▶ _About this exercise_
Give the count of lines below that include the word "PathWay", and say nothing else.

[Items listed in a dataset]
----

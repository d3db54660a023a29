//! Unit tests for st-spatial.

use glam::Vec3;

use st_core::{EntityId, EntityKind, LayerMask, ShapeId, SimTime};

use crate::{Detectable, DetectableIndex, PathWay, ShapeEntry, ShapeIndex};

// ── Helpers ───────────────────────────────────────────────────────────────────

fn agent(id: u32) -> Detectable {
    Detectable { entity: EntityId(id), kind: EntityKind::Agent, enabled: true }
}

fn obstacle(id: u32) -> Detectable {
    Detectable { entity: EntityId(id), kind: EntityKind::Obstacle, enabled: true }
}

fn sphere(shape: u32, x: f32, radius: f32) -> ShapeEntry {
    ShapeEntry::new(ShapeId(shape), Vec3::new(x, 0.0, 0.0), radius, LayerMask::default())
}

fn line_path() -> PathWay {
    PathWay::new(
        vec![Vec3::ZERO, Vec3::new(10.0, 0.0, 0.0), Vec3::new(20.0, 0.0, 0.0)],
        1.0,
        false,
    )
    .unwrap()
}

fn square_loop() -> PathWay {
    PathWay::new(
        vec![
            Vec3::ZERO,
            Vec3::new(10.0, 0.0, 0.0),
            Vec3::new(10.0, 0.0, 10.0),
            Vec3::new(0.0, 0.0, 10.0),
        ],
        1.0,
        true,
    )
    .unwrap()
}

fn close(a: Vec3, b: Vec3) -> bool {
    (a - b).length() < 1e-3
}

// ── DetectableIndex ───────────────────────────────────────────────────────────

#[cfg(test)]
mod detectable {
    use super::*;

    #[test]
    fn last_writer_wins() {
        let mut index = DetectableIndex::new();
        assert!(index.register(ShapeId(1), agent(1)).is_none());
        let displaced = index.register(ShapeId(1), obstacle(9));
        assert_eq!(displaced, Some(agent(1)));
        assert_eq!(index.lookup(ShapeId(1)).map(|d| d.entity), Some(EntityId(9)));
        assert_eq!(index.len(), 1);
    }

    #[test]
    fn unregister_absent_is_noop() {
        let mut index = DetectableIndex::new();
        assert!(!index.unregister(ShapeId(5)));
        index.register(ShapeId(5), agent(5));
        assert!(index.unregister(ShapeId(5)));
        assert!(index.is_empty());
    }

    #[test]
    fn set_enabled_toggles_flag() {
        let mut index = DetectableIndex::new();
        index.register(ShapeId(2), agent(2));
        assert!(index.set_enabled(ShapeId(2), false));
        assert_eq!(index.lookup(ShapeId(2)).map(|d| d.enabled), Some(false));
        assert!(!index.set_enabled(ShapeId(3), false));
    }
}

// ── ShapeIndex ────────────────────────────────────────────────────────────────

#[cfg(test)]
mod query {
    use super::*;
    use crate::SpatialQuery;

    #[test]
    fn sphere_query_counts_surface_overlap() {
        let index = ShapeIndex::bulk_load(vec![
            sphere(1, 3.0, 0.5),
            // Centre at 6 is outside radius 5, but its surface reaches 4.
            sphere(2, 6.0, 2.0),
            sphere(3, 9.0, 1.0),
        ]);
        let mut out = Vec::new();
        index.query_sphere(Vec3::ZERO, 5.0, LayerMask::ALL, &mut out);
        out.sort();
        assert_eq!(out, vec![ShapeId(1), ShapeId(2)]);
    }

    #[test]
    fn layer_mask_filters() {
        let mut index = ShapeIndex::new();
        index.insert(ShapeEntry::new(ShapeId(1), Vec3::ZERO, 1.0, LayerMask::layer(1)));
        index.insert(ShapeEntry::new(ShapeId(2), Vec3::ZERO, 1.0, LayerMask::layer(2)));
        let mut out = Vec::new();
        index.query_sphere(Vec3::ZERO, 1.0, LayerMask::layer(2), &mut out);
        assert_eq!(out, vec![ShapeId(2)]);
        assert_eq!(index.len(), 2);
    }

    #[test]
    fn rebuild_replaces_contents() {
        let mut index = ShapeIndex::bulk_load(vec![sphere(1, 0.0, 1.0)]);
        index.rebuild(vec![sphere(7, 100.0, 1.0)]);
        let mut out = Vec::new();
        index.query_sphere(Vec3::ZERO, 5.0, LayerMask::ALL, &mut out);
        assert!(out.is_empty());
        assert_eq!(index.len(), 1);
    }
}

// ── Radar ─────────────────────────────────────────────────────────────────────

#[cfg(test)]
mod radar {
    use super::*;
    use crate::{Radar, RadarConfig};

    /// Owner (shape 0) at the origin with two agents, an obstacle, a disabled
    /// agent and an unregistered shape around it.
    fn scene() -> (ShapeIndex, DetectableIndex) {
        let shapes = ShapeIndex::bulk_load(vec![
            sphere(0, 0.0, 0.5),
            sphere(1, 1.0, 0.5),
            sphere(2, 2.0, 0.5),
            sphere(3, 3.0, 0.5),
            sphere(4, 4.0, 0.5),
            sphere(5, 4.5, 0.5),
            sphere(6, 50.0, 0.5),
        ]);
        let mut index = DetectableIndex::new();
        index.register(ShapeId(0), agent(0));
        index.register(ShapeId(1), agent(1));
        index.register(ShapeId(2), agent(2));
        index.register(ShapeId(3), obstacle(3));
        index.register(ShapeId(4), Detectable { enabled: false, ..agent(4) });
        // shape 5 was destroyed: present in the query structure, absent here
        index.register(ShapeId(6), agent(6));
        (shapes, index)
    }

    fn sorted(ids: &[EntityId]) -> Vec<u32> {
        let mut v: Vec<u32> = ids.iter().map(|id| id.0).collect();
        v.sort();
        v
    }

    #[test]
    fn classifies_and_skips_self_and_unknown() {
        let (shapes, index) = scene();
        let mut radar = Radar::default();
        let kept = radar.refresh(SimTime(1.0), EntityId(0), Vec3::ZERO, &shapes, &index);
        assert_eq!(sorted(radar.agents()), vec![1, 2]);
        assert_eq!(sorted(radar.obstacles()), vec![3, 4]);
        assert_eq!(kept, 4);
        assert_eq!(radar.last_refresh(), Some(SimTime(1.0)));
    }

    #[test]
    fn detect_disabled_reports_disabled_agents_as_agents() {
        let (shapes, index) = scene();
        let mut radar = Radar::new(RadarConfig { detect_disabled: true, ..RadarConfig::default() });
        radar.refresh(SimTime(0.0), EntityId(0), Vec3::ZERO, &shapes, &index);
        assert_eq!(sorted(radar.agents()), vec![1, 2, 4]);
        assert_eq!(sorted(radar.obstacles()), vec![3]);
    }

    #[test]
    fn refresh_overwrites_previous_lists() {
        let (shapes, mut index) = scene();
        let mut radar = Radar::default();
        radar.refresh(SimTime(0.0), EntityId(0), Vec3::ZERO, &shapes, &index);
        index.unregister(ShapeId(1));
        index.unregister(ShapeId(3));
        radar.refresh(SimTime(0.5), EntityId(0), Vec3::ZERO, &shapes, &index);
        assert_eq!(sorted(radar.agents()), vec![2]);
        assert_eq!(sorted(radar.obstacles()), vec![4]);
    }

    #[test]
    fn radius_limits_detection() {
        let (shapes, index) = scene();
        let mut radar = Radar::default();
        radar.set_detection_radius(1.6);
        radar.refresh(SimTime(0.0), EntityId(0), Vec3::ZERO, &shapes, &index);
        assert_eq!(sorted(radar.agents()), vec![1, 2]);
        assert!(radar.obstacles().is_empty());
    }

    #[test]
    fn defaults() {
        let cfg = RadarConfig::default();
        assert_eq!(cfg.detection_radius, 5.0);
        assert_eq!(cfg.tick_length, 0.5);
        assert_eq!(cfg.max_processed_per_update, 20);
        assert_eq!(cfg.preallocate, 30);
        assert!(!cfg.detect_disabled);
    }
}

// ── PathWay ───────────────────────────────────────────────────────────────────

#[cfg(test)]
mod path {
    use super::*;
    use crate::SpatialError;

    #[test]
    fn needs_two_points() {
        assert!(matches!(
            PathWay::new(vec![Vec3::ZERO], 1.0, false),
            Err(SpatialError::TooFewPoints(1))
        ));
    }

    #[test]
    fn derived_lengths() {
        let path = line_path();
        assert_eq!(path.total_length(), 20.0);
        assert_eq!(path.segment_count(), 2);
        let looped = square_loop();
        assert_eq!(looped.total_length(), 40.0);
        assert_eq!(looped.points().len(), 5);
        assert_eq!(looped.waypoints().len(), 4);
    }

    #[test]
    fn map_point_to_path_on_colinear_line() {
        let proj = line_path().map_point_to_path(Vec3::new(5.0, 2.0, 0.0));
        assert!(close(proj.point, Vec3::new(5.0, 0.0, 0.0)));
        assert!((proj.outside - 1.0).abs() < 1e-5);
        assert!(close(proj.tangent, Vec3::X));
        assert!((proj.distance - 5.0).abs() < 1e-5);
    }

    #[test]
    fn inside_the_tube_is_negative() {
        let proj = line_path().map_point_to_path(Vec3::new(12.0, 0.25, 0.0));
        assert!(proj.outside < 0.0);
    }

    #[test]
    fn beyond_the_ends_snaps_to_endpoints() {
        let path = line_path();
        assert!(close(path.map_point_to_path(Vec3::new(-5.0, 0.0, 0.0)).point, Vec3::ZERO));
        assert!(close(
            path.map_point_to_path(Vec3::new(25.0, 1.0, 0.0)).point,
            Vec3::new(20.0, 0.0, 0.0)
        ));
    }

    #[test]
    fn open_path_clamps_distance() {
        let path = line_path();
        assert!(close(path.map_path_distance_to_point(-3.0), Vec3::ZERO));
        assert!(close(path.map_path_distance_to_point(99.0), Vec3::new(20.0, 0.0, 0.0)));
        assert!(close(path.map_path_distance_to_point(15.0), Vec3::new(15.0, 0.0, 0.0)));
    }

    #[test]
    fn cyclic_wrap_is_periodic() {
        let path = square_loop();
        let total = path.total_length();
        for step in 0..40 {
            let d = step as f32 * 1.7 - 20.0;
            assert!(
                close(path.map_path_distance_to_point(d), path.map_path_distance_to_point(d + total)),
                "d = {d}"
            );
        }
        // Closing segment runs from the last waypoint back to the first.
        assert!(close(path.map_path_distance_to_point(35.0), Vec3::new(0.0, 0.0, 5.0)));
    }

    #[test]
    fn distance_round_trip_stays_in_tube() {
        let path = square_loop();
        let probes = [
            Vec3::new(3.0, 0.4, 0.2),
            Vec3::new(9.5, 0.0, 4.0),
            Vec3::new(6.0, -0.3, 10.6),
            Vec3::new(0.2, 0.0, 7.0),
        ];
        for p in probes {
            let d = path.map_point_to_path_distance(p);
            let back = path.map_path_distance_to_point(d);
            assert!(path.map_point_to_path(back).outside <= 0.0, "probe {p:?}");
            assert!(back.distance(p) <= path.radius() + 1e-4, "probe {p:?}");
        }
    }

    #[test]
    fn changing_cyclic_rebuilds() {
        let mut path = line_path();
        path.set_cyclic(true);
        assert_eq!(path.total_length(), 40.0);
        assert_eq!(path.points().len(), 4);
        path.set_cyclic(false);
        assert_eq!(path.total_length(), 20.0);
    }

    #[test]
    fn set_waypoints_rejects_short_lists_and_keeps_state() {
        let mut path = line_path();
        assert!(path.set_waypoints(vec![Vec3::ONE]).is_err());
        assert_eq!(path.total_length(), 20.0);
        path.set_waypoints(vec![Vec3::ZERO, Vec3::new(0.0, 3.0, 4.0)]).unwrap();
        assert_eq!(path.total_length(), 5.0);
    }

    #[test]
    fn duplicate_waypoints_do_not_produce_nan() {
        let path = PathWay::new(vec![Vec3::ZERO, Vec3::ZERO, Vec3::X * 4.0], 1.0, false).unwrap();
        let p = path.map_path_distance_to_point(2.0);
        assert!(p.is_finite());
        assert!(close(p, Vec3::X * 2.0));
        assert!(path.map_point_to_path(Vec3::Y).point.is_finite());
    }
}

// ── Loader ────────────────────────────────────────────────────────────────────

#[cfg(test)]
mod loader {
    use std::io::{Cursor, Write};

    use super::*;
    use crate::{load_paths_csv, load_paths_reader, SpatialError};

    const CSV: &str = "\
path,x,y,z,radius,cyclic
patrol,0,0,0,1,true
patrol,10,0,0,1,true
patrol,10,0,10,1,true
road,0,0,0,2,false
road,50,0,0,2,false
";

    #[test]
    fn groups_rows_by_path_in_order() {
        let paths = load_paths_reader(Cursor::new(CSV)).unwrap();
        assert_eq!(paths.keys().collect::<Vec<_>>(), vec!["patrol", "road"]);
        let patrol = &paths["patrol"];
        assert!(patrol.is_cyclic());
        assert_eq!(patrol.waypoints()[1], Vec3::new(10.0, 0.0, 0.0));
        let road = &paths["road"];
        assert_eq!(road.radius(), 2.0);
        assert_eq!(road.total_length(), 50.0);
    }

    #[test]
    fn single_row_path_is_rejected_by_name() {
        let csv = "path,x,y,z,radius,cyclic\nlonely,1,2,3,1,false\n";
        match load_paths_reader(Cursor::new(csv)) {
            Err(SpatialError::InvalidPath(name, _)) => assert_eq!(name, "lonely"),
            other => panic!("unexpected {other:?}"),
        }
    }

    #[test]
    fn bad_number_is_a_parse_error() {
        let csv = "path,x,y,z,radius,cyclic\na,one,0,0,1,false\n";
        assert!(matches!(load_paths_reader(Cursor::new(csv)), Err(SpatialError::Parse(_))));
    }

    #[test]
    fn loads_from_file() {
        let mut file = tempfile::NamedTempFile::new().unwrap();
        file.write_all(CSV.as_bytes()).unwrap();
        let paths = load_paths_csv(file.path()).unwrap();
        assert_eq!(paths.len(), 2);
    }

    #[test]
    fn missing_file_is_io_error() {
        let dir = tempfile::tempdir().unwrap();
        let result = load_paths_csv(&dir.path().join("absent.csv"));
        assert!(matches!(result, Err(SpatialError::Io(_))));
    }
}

----

▶ _Answer to the problem_
8